WHAT NEEDS TO BE DONE: Scan the entries for the word "patience" and return every line that has it.

*** TASK INPUTS

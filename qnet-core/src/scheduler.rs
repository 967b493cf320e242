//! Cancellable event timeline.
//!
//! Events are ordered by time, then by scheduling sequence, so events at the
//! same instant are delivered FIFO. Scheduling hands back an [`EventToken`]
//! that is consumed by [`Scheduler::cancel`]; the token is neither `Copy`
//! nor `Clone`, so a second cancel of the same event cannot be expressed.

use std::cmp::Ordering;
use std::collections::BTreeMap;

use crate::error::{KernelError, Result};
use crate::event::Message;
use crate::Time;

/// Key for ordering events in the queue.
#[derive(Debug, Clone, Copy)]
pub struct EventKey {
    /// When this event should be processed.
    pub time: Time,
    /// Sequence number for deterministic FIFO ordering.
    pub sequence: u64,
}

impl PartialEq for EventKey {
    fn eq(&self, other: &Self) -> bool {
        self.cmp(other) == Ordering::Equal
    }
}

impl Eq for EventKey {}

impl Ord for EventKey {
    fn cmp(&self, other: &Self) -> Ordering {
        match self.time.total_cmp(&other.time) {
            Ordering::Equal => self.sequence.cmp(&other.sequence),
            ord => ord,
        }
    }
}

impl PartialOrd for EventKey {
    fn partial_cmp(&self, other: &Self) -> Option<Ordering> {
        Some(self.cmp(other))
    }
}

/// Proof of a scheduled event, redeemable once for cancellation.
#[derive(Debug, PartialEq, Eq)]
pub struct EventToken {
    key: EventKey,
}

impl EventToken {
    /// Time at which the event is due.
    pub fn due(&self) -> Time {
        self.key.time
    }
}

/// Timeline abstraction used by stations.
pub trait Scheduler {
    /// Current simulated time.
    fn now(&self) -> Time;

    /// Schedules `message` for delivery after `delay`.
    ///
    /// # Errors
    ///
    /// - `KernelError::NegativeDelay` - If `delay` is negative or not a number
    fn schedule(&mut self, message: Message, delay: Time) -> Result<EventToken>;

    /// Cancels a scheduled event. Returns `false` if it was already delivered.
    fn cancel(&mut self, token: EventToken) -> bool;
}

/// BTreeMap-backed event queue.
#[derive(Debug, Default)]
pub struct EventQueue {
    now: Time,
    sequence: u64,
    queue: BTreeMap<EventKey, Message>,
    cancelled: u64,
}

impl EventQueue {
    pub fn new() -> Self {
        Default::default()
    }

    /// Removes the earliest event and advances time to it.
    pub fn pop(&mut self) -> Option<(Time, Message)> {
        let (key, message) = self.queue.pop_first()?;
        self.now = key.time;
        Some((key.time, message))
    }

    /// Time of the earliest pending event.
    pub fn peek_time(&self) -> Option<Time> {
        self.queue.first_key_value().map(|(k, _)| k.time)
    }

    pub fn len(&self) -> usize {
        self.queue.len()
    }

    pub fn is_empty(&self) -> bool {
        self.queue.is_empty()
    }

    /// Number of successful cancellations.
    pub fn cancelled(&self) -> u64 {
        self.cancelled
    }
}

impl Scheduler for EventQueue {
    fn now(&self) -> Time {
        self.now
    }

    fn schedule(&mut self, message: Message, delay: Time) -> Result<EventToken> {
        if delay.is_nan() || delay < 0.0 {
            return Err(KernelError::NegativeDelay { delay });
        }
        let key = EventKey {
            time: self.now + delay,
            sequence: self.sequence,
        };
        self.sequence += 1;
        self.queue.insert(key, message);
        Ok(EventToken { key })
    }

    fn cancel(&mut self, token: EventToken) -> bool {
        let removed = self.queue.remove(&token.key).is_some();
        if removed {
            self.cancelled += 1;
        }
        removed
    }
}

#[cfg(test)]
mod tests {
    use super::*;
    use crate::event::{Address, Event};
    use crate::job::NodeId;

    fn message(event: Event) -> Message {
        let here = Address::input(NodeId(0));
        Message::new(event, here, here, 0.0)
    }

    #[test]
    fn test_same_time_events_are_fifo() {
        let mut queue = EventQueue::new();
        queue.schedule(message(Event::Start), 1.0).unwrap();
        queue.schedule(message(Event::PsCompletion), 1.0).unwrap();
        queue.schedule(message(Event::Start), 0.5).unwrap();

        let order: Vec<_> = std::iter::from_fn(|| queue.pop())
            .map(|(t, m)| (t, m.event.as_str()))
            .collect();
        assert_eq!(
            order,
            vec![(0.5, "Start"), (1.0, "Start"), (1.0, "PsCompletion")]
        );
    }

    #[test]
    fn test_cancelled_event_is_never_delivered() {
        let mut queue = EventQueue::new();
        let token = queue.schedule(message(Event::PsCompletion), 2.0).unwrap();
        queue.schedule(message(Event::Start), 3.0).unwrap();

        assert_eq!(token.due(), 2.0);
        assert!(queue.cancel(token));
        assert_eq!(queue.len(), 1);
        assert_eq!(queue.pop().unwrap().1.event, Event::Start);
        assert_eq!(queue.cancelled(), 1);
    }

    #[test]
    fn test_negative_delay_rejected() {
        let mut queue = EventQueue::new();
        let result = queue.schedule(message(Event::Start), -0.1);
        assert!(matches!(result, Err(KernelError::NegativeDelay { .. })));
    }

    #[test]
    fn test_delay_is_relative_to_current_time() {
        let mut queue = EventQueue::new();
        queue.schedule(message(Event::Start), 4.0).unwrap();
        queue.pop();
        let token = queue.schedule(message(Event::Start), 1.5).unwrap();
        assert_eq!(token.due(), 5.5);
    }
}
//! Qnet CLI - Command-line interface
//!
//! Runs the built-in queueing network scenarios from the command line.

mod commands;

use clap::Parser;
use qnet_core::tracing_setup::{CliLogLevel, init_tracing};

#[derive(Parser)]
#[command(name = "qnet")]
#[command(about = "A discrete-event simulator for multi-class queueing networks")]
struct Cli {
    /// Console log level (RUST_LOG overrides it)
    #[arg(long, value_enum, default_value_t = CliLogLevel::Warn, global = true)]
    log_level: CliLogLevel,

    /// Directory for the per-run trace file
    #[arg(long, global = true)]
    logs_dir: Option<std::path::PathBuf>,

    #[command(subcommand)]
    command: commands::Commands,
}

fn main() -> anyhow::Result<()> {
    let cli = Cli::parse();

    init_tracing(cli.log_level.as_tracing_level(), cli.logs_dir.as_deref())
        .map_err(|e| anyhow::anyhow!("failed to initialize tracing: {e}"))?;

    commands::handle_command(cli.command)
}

******
*** TASK INPUTS

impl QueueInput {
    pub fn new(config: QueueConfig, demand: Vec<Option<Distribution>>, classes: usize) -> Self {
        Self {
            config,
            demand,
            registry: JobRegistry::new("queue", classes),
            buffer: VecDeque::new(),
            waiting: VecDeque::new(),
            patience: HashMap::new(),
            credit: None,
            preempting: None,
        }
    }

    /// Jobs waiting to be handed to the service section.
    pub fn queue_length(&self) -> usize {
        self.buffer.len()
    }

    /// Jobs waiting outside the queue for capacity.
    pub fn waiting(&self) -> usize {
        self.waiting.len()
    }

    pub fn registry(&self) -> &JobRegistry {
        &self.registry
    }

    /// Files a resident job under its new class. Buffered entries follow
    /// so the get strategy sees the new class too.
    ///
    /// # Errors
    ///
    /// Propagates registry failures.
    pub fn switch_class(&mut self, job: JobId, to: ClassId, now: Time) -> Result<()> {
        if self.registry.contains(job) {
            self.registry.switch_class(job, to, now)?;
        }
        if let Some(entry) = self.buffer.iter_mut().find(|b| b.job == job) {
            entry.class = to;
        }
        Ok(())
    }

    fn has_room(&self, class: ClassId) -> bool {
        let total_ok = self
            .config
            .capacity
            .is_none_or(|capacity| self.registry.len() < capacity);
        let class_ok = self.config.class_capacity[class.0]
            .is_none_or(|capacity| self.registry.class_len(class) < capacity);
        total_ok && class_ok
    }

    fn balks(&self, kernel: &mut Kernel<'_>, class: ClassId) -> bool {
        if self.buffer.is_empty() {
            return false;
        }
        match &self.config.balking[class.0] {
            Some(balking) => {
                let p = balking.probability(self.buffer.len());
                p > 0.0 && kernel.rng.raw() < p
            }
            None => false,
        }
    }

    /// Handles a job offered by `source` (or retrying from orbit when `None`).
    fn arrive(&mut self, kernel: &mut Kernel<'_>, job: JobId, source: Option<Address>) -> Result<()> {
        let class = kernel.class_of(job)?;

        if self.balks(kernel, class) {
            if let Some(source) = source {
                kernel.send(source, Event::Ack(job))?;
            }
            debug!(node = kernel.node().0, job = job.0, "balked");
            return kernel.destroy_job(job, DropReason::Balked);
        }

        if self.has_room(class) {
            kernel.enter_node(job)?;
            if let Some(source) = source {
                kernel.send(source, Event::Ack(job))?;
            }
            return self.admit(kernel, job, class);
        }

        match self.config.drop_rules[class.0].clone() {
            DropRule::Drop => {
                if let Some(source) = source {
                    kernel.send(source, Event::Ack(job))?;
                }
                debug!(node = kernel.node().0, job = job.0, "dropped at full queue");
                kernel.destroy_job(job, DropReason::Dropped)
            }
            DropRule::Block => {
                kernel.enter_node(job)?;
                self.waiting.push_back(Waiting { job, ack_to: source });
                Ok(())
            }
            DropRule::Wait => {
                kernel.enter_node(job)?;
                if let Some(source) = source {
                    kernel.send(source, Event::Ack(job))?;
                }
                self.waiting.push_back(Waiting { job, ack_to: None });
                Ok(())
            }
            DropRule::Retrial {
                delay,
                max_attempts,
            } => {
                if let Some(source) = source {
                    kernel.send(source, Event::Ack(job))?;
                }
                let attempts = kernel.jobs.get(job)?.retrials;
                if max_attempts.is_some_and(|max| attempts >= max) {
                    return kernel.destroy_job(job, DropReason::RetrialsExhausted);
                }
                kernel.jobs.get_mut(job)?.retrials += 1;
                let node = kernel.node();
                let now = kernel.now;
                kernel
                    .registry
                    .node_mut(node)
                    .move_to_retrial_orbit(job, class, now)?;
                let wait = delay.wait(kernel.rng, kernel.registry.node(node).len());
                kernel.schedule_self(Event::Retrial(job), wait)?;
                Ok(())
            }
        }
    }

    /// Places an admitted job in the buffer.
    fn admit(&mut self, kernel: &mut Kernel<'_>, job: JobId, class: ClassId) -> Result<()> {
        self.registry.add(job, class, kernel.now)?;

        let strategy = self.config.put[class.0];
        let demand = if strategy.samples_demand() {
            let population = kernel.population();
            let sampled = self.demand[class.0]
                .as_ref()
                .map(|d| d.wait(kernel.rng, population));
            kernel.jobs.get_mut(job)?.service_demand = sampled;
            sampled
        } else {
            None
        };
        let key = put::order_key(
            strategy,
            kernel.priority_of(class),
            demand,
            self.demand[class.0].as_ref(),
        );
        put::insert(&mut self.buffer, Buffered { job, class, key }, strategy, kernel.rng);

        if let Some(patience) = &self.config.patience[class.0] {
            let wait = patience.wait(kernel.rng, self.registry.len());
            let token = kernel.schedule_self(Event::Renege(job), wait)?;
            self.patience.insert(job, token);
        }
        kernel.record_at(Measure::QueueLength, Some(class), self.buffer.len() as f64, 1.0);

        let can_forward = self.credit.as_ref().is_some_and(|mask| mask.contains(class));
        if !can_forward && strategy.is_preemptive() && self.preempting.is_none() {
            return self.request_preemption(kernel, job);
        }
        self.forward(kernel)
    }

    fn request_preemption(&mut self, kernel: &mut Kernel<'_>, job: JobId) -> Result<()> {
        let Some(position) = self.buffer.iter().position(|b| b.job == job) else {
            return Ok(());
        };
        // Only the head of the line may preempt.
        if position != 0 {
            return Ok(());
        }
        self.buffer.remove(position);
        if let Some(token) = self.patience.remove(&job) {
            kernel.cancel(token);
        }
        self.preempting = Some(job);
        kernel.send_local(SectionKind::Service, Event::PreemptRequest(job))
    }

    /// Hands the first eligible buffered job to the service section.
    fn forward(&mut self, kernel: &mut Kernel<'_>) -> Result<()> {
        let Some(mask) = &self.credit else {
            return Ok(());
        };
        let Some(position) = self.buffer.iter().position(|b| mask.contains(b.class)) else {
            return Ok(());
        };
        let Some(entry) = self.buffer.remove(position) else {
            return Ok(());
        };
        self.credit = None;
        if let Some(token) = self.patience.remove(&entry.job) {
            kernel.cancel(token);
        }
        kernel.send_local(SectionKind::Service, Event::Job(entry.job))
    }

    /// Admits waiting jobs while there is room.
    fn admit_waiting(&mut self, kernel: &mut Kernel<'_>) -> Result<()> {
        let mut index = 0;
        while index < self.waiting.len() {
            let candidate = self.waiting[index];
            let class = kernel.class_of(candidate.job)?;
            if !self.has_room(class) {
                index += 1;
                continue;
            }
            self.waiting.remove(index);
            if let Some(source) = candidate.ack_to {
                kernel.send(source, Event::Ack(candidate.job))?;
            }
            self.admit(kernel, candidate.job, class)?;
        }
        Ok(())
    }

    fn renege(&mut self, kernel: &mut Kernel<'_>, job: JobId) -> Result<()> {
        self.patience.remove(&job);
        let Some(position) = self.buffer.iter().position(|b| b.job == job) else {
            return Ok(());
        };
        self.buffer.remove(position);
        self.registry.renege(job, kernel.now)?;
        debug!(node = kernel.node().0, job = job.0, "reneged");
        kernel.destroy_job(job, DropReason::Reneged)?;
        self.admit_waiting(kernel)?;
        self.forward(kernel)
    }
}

******

ANSWER SECTION:
            patience: HashMap::new(),
        if let Some(patience) = &self.config.patience[class.0] {
            let wait = patience.wait(kernel.rng, self.registry.len());
            self.patience.insert(job, token);
        if let Some(token) = self.patience.remove(&job) {
        if let Some(token) = self.patience.remove(&entry.job) {
        self.patience.remove(&job);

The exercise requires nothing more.